This is the last MIQVEH reference in the Bible that we have yet to cover. It is probably going to be the toughest to read, given the culture of tolerance that we have today. I hope it challenges you to see an alternative way of thinking about life that is in direct opposition to modern priorities. The question is, which way of thinking will ultimately prove to be right?
Our MIQVEH verse today is found in the book of Ezra. The Jews were returning to their homeland after being forced into Babylonian exile for seventy years. Their temple had been destroyed as well as the walls of their beloved city, Jerusalem. When they returned to their homeland, the Jews found it occupied by people groups who actively persecuted them and tried to defeat any attempt at rebuilding. After 16 years the temple was rebuilt, but the city walls lay in ruins.
Ezra was an excellent administrator, scribe, and priest who worked for Cyrus the Great as a cupbearer. Not only did Ezra use his influence with Cyrus of Persia to fund and support the rebuilding of the Temple, but he also taught God’s Word to the Jews as the foundational basis for true worship. Ezra led the people in a very personal way by openly repenting of his sin; this encouraged the people to admit how they had fallen short of God’s blessing.
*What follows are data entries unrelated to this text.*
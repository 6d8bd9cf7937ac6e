//! Error types for the data-persistence layer

use thiserror::Error;

/// Result type alias using the porter Error
pub type Result<T> = std::result::Result<T, Error>;

/// Core error type for the data-persistence layer
#[derive(Error, Debug)]
pub enum Error {
    // Backend capability errors
    #[error("Operation '{operation}' is not supported by storage backend '{backend}'")]
    UnsupportedOperation { backend: String, operation: String },

    // Registry errors
    #[error(
        "Cannot register backend '{requested}' for protocol '{protocol}': backend '{existing}' \
         is already registered for the same protocol (pass force=true to replace it)"
    )]
    ProtocolConflict {
        protocol: String,
        existing: String,
        requested: String,
    },

    #[error("No storage backend registered for a matching protocol of path '{path}'")]
    NoBackendForPath { path: String },

    // Transfer errors (raised only by the timed get/put wrappers)
    #[error(
        "Failed to transfer data between {remote_path} and {local_path} \
         (recursive={recursive}): {message}"
    )]
    TransferFailed {
        remote_path: String,
        local_path: String,
        recursive: bool,
        message: String,
    },

    // Configuration errors
    #[error("Invalid configuration: {message}")]
    InvalidConfig { message: String },

    // Backend I/O errors
    #[error("Storage error: {message}")]
    Storage { message: String },

    // I/O errors
    #[error("I/O error: {0}")]
    Io(#[from] std::io::Error),
}

impl Error {
    /// Returns true if this error indicates a programmer or configuration
    /// mistake (a capability gap, registration collision, or unresolvable
    /// path) rather than an I/O failure. These are never worth retrying.
    pub fn is_contract_violation(&self) -> bool {
        matches!(
            self,
            Error::UnsupportedOperation { .. }
                | Error::ProtocolConflict { .. }
                | Error::NoBackendForPath { .. }
                | Error::InvalidConfig { .. }
        )
    }

    /// Returns true if this error may be transient. Retry policy belongs to
    /// the caller; this layer never retries on its own.
    pub fn is_retryable(&self) -> bool {
        matches!(
            self,
            Error::Storage { .. } | Error::Io(_) | Error::TransferFailed { .. }
        )
    }
}
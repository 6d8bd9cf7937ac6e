//! Porter Storage - Pluggable storage backends for the task-execution runtime
//!
//! Moves files and directory trees between heterogeneous storage backends
//! addressed uniformly by path. Paths are routed to their owning backend by
//! protocol prefix through a registry; a storage client layers a staging
//! sandbox and randomized output-path allocation on top.
//!
//! # Example
//!
//! ```no_run
//! use porter_storage::{BackendRegistry, StorageClient};
//! use std::sync::Arc;
//!
//! # async fn example() -> porter_core::Result<()> {
//! let registry = Arc::new(BackendRegistry::with_defaults());
//! let client = StorageClient::new(registry, "/tmp/scratch", "/tmp/outputs").await?;
//!
//! let staging = client.random_local_directory().await?;
//! client
//!     .get_data("file:///data/inputs/db.sqlite", &format!("{staging}/db.sqlite"), false)
//!     .await?;
//! # Ok(())
//! # }
//! ```

mod backend;
mod client;
mod disk;
mod registry;

pub use backend::StorageBackend;
pub use client::StorageClient;
pub use disk::DiskBackend;
pub use registry::BackendRegistry;
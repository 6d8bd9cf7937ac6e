//! Storage client orchestrating data movement for the task runtime
//!
//! Wraps a local staging sandbox and a configured default remote backend,
//! and routes arbitrary paths to their owning backend through the registry.

use std::path::{Path, PathBuf};
use std::sync::Arc;
use std::time::Instant;

use porter_core::{DataConfig, Error, Result};
use tokio::fs;
use tracing::{debug, warn};
use uuid::Uuid;

use crate::{BackendRegistry, DiskBackend, StorageBackend};

/// Name of the staging directory created under the configured sandbox root
const SANDBOX_SUBDIR: &str = "local_porter";

/// Orchestrating storage client
///
/// Holds no caches or queues: every operation is a direct pass-through to
/// exactly one backend call, with [`get_data`](StorageClient::get_data) and
/// [`put_data`](StorageClient::put_data) adding timing and uniform error
/// wrapping on top.
pub struct StorageClient {
    registry: Arc<BackendRegistry>,
    local_sandbox_dir: PathBuf,
    local: Arc<DiskBackend>,
    default_remote: Arc<dyn StorageBackend>,
    raw_output_prefix: String,
}

impl StorageClient {
    /// Create a client staging under `<sandbox_root>/local_porter` and
    /// allocating remote outputs under `raw_output_prefix`.
    ///
    /// The sandbox directory is created eagerly (parents included, tolerant
    /// of pre-existence) and the raw output prefix is resolved to its
    /// backend once, up front.
    pub async fn new(
        registry: Arc<BackendRegistry>,
        sandbox_root: &str,
        raw_output_prefix: &str,
    ) -> Result<Self> {
        if sandbox_root.is_empty() {
            return Err(Error::InvalidConfig {
                message: "sandbox root must be a non-empty local path".to_string(),
            });
        }

        let local_sandbox_dir = Path::new(sandbox_root).join(SANDBOX_SUBDIR);
        fs::create_dir_all(&local_sandbox_dir)
            .await
            .map_err(|e| Error::InvalidConfig {
                message: format!(
                    "Failed to create sandbox directory {:?}: {}",
                    local_sandbox_dir, e
                ),
            })?;

        let default_remote = registry.resolve(raw_output_prefix)?;
        debug!(
            sandbox = ?local_sandbox_dir,
            raw_output_prefix,
            default_remote = default_remote.name(),
            "Storage client ready"
        );

        Ok(Self {
            registry,
            local_sandbox_dir,
            local: Arc::new(DiskBackend::new()),
            default_remote,
            raw_output_prefix: raw_output_prefix.to_string(),
        })
    }

    /// Create a client from a [`DataConfig`]
    pub async fn from_config(registry: Arc<BackendRegistry>, config: &DataConfig) -> Result<Self> {
        Self::new(registry, &config.sandbox_root, &config.raw_output_prefix).await
    }

    /// The staging directory owned by this client
    pub fn local_sandbox_dir(&self) -> &Path {
        &self.local_sandbox_dir
    }

    /// The disk backend used for local staging operations
    pub fn local_backend(&self) -> &Arc<DiskBackend> {
        &self.local
    }

    /// The configured base URI for randomized remote output paths
    pub fn raw_output_prefix(&self) -> &str {
        &self.raw_output_prefix
    }

    /// True if `path` does not refer to the local filesystem
    pub fn is_remote(path: &str) -> bool {
        !(path.starts_with('/') || path.starts_with(DiskBackend::PROTOCOL))
    }

    /// Build `<base>/<32-hex-random>[/<leaf>]`, preserving the hint's final
    /// path segment as the leaf when it has one.
    fn random_path(&self, backend: &dyn StorageBackend, base: &str, hint: Option<&str>) -> String {
        let key = Uuid::new_v4().simple().to_string();
        if let Some(hint) = hint {
            let leaf = hint.rsplit('/').next().unwrap_or("");
            if !leaf.is_empty() {
                return backend.construct_path(false, &[base, &key, leaf]);
            }
            warn!(hint, "No filename detected in hint, generating bare random path");
        }
        backend.construct_path(false, &[base, &key])
    }

    /// Randomized path under the raw output prefix on the default remote
    pub fn random_remote_path(&self, hint: Option<&str>) -> String {
        self.random_path(self.default_remote.as_ref(), &self.raw_output_prefix, hint)
    }

    /// Randomized directory path under the raw output prefix
    pub fn random_remote_directory(&self) -> String {
        self.random_remote_path(None)
    }

    /// Randomized path under the local sandbox
    pub fn random_local_path(&self, hint: Option<&str>) -> String {
        let base = self.local_sandbox_dir.to_string_lossy();
        self.random_path(self.local.as_ref(), &base, hint)
    }

    /// Randomized directory under the local sandbox, created before return
    pub async fn random_local_directory(&self) -> Result<String> {
        let dir = self.random_local_path(None);
        fs::create_dir_all(&dir).await.map_err(|e| Error::Storage {
            message: format!("Failed to create directory {}: {}", dir, e),
        })?;
        Ok(dir)
    }

    /// Check existence of `path` on whichever backend owns it
    pub async fn exists(&self, path: &str) -> Result<bool> {
        self.registry.resolve(path)?.exists(path).await
    }

    /// Download a single file from whichever backend owns `remote_path`
    pub async fn download(&self, remote_path: &str, local_path: &str) -> Result<()> {
        self.registry
            .resolve(remote_path)?
            .download(remote_path, local_path)
            .await
    }

    /// Download a directory tree from whichever backend owns `remote_path`
    pub async fn download_directory(&self, remote_path: &str, local_path: &str) -> Result<()> {
        self.registry
            .resolve(remote_path)?
            .download_directory(remote_path, local_path)
            .await
    }

    /// Upload a single file to whichever backend owns `to_path`
    pub async fn upload(&self, local_path: &str, to_path: &str) -> Result<()> {
        self.registry
            .resolve(to_path)?
            .upload(local_path, to_path)
            .await
    }

    /// Upload a directory tree to whichever backend owns `remote_path`
    pub async fn upload_directory(&self, local_path: &str, remote_path: &str) -> Result<()> {
        self.registry
            .resolve(remote_path)?
            .upload_directory(local_path, remote_path)
            .await
    }

    /// Timed download with uniform error wrapping.
    ///
    /// Any underlying failure is rewrapped as [`Error::TransferFailed`]
    /// carrying both paths, the directory flag, and the original message.
    pub async fn get_data(
        &self,
        remote_path: &str,
        local_path: &str,
        recursive: bool,
    ) -> Result<()> {
        let started = Instant::now();
        let result = if recursive {
            self.download_directory(remote_path, local_path).await
        } else {
            self.download(remote_path, local_path).await
        };

        match result {
            Ok(()) => {
                debug!(
                    remote_path,
                    local_path,
                    recursive,
                    elapsed_ms = started.elapsed().as_millis() as u64,
                    "Copied data"
                );
                Ok(())
            }
            Err(e) => Err(Error::TransferFailed {
                remote_path: remote_path.to_string(),
                local_path: local_path.to_string(),
                recursive,
                message: e.to_string(),
            }),
        }
    }

    /// Timed upload with uniform error wrapping.
    ///
    /// Always writes through the configured default remote backend, never
    /// re-resolving `remote_path`: "put" targets the configured remote even
    /// when the destination happens to look like a local path.
    pub async fn put_data(
        &self,
        local_path: &str,
        remote_path: &str,
        recursive: bool,
    ) -> Result<()> {
        let started = Instant::now();
        let result = if recursive {
            self.default_remote
                .upload_directory(local_path, remote_path)
                .await
        } else {
            self.default_remote.upload(local_path, remote_path).await
        };

        match result {
            Ok(()) => {
                debug!(
                    local_path,
                    remote_path,
                    recursive,
                    elapsed_ms = started.elapsed().as_millis() as u64,
                    "Wrote data"
                );
                Ok(())
            }
            Err(e) => Err(Error::TransferFailed {
                remote_path: remote_path.to_string(),
                local_path: local_path.to_string(),
                recursive,
                message: e.to_string(),
            }),
        }
    }
}

impl std::fmt::Debug for StorageClient {
    fn fmt(&self, f: &mut std::fmt::Formatter<'_>) -> std::fmt::Result {
        f.debug_struct("StorageClient")
            .field("local_sandbox_dir", &self.local_sandbox_dir)
            .field("raw_output_prefix", &self.raw_output_prefix)
            .field("default_remote", &self.default_remote.name())
            .finish()
    }
}
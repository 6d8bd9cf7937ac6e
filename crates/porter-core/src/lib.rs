//! Porter Core - Foundation for the task-execution data-persistence layer
//!
//! Provides the shared error taxonomy, configuration types, and tracing
//! setup used by the storage crates.

pub mod config;
pub mod error;

pub use config::DataConfig;
pub use error::{Error, Result};

/// Initialize tracing for binaries and tests.
///
/// Honors `RUST_LOG`; falls back to info-level output for the porter crates.
/// Safe to call more than once (subsequent calls are no-ops).
pub fn init_tracing() {
    use tracing_subscriber::{layer::SubscriberExt, util::SubscriberInitExt};

    let _ = tracing_subscriber::registry()
        .with(
            tracing_subscriber::EnvFilter::try_from_default_env()
                .unwrap_or_else(|_| "porter_storage=info,porter_core=info".into()),
        )
        .with(tracing_subscriber::fmt::layer())
        .try_init();
}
They were engaging in the very activities that had led to their previous exile!
Specifically, in the process of returning to Judea from exile, many Jewish men had intermarried with women from pagan cultures that blended worship of the Lord with worship for their local deities. Since the time of Solomon this practice of intermarriage had caused Israel to give in to a form of idolatry that progressed so far in its perversion (sexually and spiritually), it even disgusted the pagan nations who had helped to inspire it.
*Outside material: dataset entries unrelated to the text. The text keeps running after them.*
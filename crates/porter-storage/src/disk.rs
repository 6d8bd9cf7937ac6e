//! Local filesystem storage backend
//!
//! The reference backend: operates directly on the local filesystem and
//! accepts both bare paths and `file://`-prefixed ones.

use std::path::{Path, PathBuf};

use async_trait::async_trait;
use porter_core::{Error, Result};
use tokio::fs;
use tracing::{debug, instrument};

use crate::StorageBackend;

/// Local filesystem storage backend
///
/// Single-file transfers are byte-for-byte copies; directory transfers are
/// recursive tree copies that preserve structure. Uploads create missing
/// parent directories first, emulating how flat object stores auto-create
/// prefixes.
#[derive(Debug, Clone, Default)]
pub struct DiskBackend;

impl DiskBackend {
    /// Protocol token this backend registers under
    pub const PROTOCOL: &'static str = "file://";

    pub fn new() -> Self {
        Self
    }

    /// Drop a leading `file://` if present, so callers may pass either a
    /// bare filesystem path or a protocol-prefixed one
    pub fn strip_protocol(path: &str) -> &str {
        path.strip_prefix(Self::PROTOCOL).unwrap_or(path)
    }

    /// Create `path` and any missing parents. Tolerates a concurrent create
    /// by another caller: a failed create is fatal only if the path is not
    /// a directory afterward.
    async fn ensure_dir(path: &Path) -> Result<()> {
        if let Err(e) = fs::create_dir_all(path).await {
            let is_dir = fs::metadata(path).await.map(|m| m.is_dir()).unwrap_or(false);
            if !is_dir {
                return Err(Error::Storage {
                    message: format!("Failed to create directory {:?}: {}", path, e),
                });
            }
        }
        Ok(())
    }

    /// Copy a single file, surfacing both paths on failure
    async fn copy_file(from: &Path, to: &Path) -> Result<()> {
        fs::copy(from, to).await.map_err(|e| Error::Storage {
            message: format!("Failed to copy {:?} to {:?}: {}", from, to, e),
        })?;
        Ok(())
    }

    /// Recursively copy a directory tree, creating destination directories
    /// as they are encountered. Iterative walk; no async recursion.
    async fn copy_tree(from: &Path, to: &Path) -> Result<()> {
        let mut stack = vec![(from.to_path_buf(), to.to_path_buf())];
        while let Some((src, dst)) = stack.pop() {
            Self::ensure_dir(&dst).await?;

            let mut entries = fs::read_dir(&src).await.map_err(|e| Error::Storage {
                message: format!("Failed to read directory {:?}: {}", src, e),
            })?;

            while let Some(entry) = entries.next_entry().await.map_err(|e| Error::Storage {
                message: format!("Failed to read directory entry in {:?}: {}", src, e),
            })? {
                let entry_path = entry.path();
                let target = dst.join(entry.file_name());
                let file_type = entry.file_type().await.map_err(|e| Error::Storage {
                    message: format!("Failed to stat {:?}: {}", entry_path, e),
                })?;

                if file_type.is_dir() {
                    stack.push((entry_path, target));
                } else {
                    Self::copy_file(&entry_path, &target).await?;
                }
            }
        }
        Ok(())
    }
}

#[async_trait]
impl StorageBackend for DiskBackend {
    fn name(&self) -> &str {
        "local"
    }

    #[instrument(skip(self), fields(backend = "local"))]
    async fn exists(&self, path: &str) -> Result<bool> {
        Ok(fs::metadata(Self::strip_protocol(path)).await.is_ok())
    }

    #[instrument(skip(self), fields(backend = "local"))]
    async fn download(&self, remote_path: &str, local_path: &str) -> Result<()> {
        let from = Path::new(Self::strip_protocol(remote_path));
        let to = Path::new(Self::strip_protocol(local_path));
        debug!(?from, ?to, "Copying file");
        Self::copy_file(from, to).await
    }

    #[instrument(skip(self), fields(backend = "local"))]
    async fn download_directory(&self, remote_path: &str, local_path: &str) -> Result<()> {
        let from = Self::strip_protocol(remote_path);
        let to = Self::strip_protocol(local_path);
        if from == to {
            // Source and destination designate the same tree
            return Ok(());
        }
        debug!(from, to, "Copying directory tree");
        Self::copy_tree(Path::new(from), Path::new(to)).await
    }

    #[instrument(skip(self), fields(backend = "local"))]
    async fn upload(&self, local_path: &str, remote_path: &str) -> Result<()> {
        let from = Path::new(Self::strip_protocol(local_path));
        let to = Path::new(Self::strip_protocol(remote_path));

        // Emulate an object store's flat namespace by creating the
        // destination prefix on demand
        if let Some(parent) = to.parent() {
            if !parent.as_os_str().is_empty() {
                Self::ensure_dir(parent).await?;
            }
        }
        debug!(?from, ?to, "Copying file");
        Self::copy_file(from, to).await
    }

    #[instrument(skip(self), fields(backend = "local"))]
    async fn upload_directory(&self, local_path: &str, remote_path: &str) -> Result<()> {
        self.download_directory(local_path, remote_path).await
    }

    fn construct_path(&self, add_protocol: bool, segments: &[&str]) -> String {
        let mut joined = PathBuf::new();
        for segment in segments {
            joined.push(segment);
        }
        let joined = joined.to_string_lossy();
        if add_protocol {
            format!("{}{}", Self::PROTOCOL, joined)
        } else {
            joined.into_owned()
        }
    }

    #[instrument(skip(self), fields(backend = "local"))]
    async fn list_dir(&self, path: &str, recursive: bool) -> Result<Vec<String>> {
        let root = PathBuf::from(Self::strip_protocol(path));
        let mut results = Vec::new();

        if !recursive {
            let mut entries = fs::read_dir(&root).await.map_err(|e| Error::Storage {
                message: format!("Failed to read directory {:?}: {}", root, e),
            })?;
            while let Some(entry) = entries.next_entry().await.map_err(|e| Error::Storage {
                message: format!("Failed to read directory entry in {:?}: {}", root, e),
            })? {
                results.push(entry.file_name().to_string_lossy().to_string());
            }
            results.sort();
            return Ok(results);
        }

        let mut stack = vec![root.clone()];
        while let Some(dir) = stack.pop() {
            let mut entries = fs::read_dir(&dir).await.map_err(|e| Error::Storage {
                message: format!("Failed to read directory {:?}: {}", dir, e),
            })?;
            while let Some(entry) = entries.next_entry().await.map_err(|e| Error::Storage {
                message: format!("Failed to read directory entry in {:?}: {}", dir, e),
            })? {
                let entry_path = entry.path();
                let file_type = entry.file_type().await.map_err(|e| Error::Storage {
                    message: format!("Failed to stat {:?}: {}", entry_path, e),
                })?;
                if file_type.is_dir() {
                    stack.push(entry_path);
                } else if let Ok(relative) = entry_path.strip_prefix(&root) {
                    results.push(relative.to_string_lossy().to_string());
                }
            }
        }

        results.sort();
        debug!(count = results.len(), "Listed files");
        Ok(results)
    }
}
The purpose of the slaughter, exile, and dispersion of the children of Israel was to ensure they would never return to idolatry again. Never. Now that costly purification was being jeopardized by the very practice that had necessitated it. This brings us to our MIQVEH verse:
Then Shecaniah son of Jehiel, a descendant of Elam, said to Ezra, “We have been unfaithful to our God, for we have married these pagan women of the land. But in spite of this there is hope [MIQVEH] for Israel.
Ezra 10:2 New Living Translation copyright© 1996, 2004, 2007 by Tyndale House Foundation.
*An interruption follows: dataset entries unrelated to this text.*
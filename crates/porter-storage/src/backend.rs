//! Storage backend trait definition
//!
//! Defines the async interface that all storage backends must implement.

use async_trait::async_trait;
use porter_core::{Error, Result};

/// Async trait for storage backends
///
/// Implementors move files and directory trees between their storage medium
/// and the local filesystem, addressed by plain path strings. A backend owns
/// every path whose protocol prefix is registered to it in the
/// [`BackendRegistry`](crate::BackendRegistry).
///
/// Operations a backend cannot provide must fail with
/// [`Error::UnsupportedOperation`] naming the backend and the operation, so
/// callers can detect capability gaps without inspecting backend internals.
#[async_trait]
pub trait StorageBackend: Send + Sync {
    /// Human-readable backend name, used in registry listings and errors
    fn name(&self) -> &str;

    /// Check whether `path` exists under this backend's semantics
    async fn exists(&self, path: &str) -> Result<bool>;

    /// Copy exactly one file from the backend to the local filesystem
    async fn download(&self, remote_path: &str, local_path: &str) -> Result<()>;

    /// Recursively copy a directory tree from the backend to the local
    /// filesystem, creating `local_path` and any missing parents
    async fn download_directory(&self, remote_path: &str, local_path: &str) -> Result<()>;

    /// Copy a single local file into the backend, creating whatever
    /// intermediate "directory" structure the backend requires
    async fn upload(&self, local_path: &str, remote_path: &str) -> Result<()>;

    /// Recursively copy a local directory tree into the backend
    async fn upload_directory(&self, local_path: &str, remote_path: &str) -> Result<()>;

    /// Join `segments` with the backend's path delimiter; when
    /// `add_protocol` is true, prefix the backend's protocol token
    fn construct_path(&self, add_protocol: bool, segments: &[&str]) -> String;

    /// List a directory: entry names when `recursive` is false, or each
    /// file's path relative to `path` when true. Every call re-scans; the
    /// returned sequence holds no cursor into backend state.
    async fn list_dir(&self, path: &str, recursive: bool) -> Result<Vec<String>> {
        let _ = (path, recursive);
        Err(Error::UnsupportedOperation {
            backend: self.name().to_string(),
            operation: "list_dir".to_string(),
        })
    }
}

impl std::fmt::Debug for dyn StorageBackend {
    fn fmt(&self, f: &mut std::fmt::Formatter<'_>) -> std::fmt::Result {
        f.debug_struct("StorageBackend")
            .field("name", &self.name())
            .finish_non_exhaustive()
    }
}
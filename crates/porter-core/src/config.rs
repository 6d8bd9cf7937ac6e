//! Configuration types for the data-persistence layer

use serde::{Deserialize, Serialize};

/// Data-access configuration
///
/// Both paths are plain strings: the sandbox root must be a local filesystem
/// path, while the raw output prefix may carry any registered protocol
/// (`file://`, `s3://`, ...) and is resolved through the backend registry at
/// client construction.
#[derive(Debug, Clone, Serialize, Deserialize)]
pub struct DataConfig {
    /// Local directory the storage client uses as its staging sandbox
    pub sandbox_root: String,

    /// Base URI under which randomized remote output paths are allocated
    pub raw_output_prefix: String,
}

impl Default for DataConfig {
    fn default() -> Self {
        Self {
            sandbox_root: "/tmp/porter/sandbox".to_string(),
            raw_output_prefix: "/tmp/porter/raw".to_string(),
        }
    }
}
MIQVEH means a collection or gathering; in that sense it often talks about the source or substance of our hopes, the place in which our hopes are gathered or focused. Shecaniah asserted that even though many Jews had sinned by mixing with local pagan peoples, there was still a collection, a gathering for Israel. You see, after Ezra’s instruction and personal example of repentance, the Jews were all of one mind. They were already painfully aware of the destruction that came to their culture from absorbing the belief systems and practices of other cultures; they had just been released from subservience to a culture that thrived on religious syncretism and actively suppressed dissenting cultural identities. In contrast, the Jews’ former and present freedom was based on following one God with one set of principles. Separated from the confusion of a pagan culture and strengthened with renewed cultural identity, the Jews were in a position for “Collective Hope”; they acted unanimously, having learned from past mistakes, in order to protect their future and decided to divorce their pagan wives (some of whom had children).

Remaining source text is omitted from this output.